Purpose To compare corneal biomechanics between patients with ocular graft versus-host disease (oGVHD) and healthy subjects (controls), and to further correlate these values with ocular and hematological characteristics. Materials and methods The following procedures were performed in oGVHD patients and controls: Schirmer test (ST), break-up time (BUT), corneal and conjunctival staining, tear matrix metalloproteinase-9 (MMP-9) assay (InflammaDry test, Rapid Pathogen Screening, Inc, Sarasota, FL). Corneal biomechanics were calculated by using ocular response analyzer (ORA, Reichert Instruments, Depew, New York, USA). The Mann-Whitney U test was used to compare continuous variables between oGVHD patients and controls. Correlations of corneal biomechanics with ocular and hematological parameters were examined using Spearman's correlation. Results A total of 45 oGVHD patients (mean age ± SD, 51.5 ± 7.1 years) and 34 controls (47.8 ± 6.1 years) were included. Patients with oGVHD showed significantly lower values of corneal hysteresis (CH) and corneal resistance factor (CRF) compared to controls (respectively, 9.4 ± 1.8 mmHg vs 11.6 ± 1.6 and 9.7 ± 1.4 mmHg vs 12.3 ± 1.3; always p<0.001).
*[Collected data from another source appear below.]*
//! Session plan resolution: turning a validated config into concrete settings.

use crate::error::ConfigError;
use crate::loader::check_single_trace_writer;
use crate::types::ShimConfig;
use std::path::{Path, PathBuf};
use vshim_common::PortSpec;

/// Where the model driven by a session comes from.
#[derive(Debug, Clone, PartialEq, Eq)]
pub enum ModelSource {
    /// A shared library built from the generated wrapper.
    Library(PathBuf),
    /// A built-in reference model.
    Reference {
        /// Reference model name (e.g. `"full_adder"`).
        name: String,
        /// Width parameter for parameterized models.
        width: u32,
    },
}

/// Resolved trace settings for a session.
#[derive(Debug, Clone, PartialEq, Eq)]
pub struct TracePlan {
    /// Absolute or base-relative path of the VCD file.
    pub path: PathBuf,
    /// Clock port name, or `None` to keep the timestamp fixed.
    pub clock: Option<String>,
    /// Timestamp increment per observed clock transition.
    pub tick: u64,
    /// VCD `$timescale` value.
    pub timescale: String,
    /// Name of the top-level `$scope`: the configured model name.
    pub scope: String,
}

/// A fully resolved session plan.
#[derive(Debug, Clone)]
pub struct SessionPlan {
    /// Model type name.
    pub model_name: String,
    /// Model source.
    pub source: ModelSource,
    /// Declared ports. Empty for reference models that were configured
    /// without a port table.
    pub ports: Vec<PortSpec>,
    /// Trace settings, present only when tracing is enabled.
    pub trace: Option<TracePlan>,
    /// Whether destroy leaves the model allocated.
    pub leak_model_on_destroy: bool,
}

/// Returns the trace file name for a prefix and model name:
/// `<prefix>.<model>.vcd`.
pub fn trace_file_name(prefix: &str, model_name: &str) -> String {
    format!("{prefix}.{model_name}.vcd")
}

/// Resolves a validated configuration into a [`SessionPlan`].
///
/// Relative paths (library, trace directory) are resolved against
/// `base_dir`, normally the directory containing `vshim.toml`.
pub fn resolve_session_plan(
    config: &ShimConfig,
    base_dir: &Path,
) -> Result<SessionPlan, ConfigError> {
    let source = match (&config.model.library, &config.model.reference) {
        (Some(lib), None) => ModelSource::Library(base_dir.join(lib)),
        (None, Some(name)) => ModelSource::Reference {
            name: name.clone(),
            width: config.model.width,
        },
        (None, None) => {
            return Err(ConfigError::MissingField(
                "model.library or model.reference".to_string(),
            ))
        }
        (Some(_), Some(_)) => {
            return Err(ConfigError::ValidationError(
                "model.library and model.reference are mutually exclusive".to_string(),
            ))
        }
    };

    let trace = if config.trace.enabled {
        check_single_trace_writer(config)?;
        let file = trace_file_name(&config.trace.prefix, &config.model.name);
        Some(TracePlan {
            path: base_dir.join(&config.trace.dir).join(file),
            clock: (!config.trace.clock.is_empty()).then(|| config.trace.clock.clone()),
            tick: config.trace.tick,
            timescale: config.trace.timescale.clone(),
            scope: config.model.name.clone(),
        })
    } else {
        None
    };

    Ok(SessionPlan {
        model_name: config.model.name.clone(),
        source,
        ports: config.ports.clone(),
        trace,
        leak_model_on_destroy: config.session.leak_model_on_destroy,
    })
}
Twenty-nine of the oGVHD eyes (64.4%) were strong-positive for MMP-9, while 16 (35.6%) were weak-positive. Conversely, only 4 of the control eyes (11.8%) were weak-positive for MMP-9. In patients with oGVHD, CH was significantly correlated with corneal staining (Rs = -0.316, p = 0.035), conjunctival staining (Rs = -0.437, p = 0.003), ST (Rs = 0.390, p = 0.008), BUT (Rs = 0.423, p = 0.004), oGVHD severity grade (Rs = -0.383, p = 0.009), and MMP-9 positivity grade (Rs = -0.429, p = 0.003), while CRF was correlated only with corneal staining (Rs = -0.317, p = 0.034). Conclusions Corneal biomechanics are reduced in patients with oGVHD, and CH is negatively correlated with disease severity grade and MMP-9 tear levels.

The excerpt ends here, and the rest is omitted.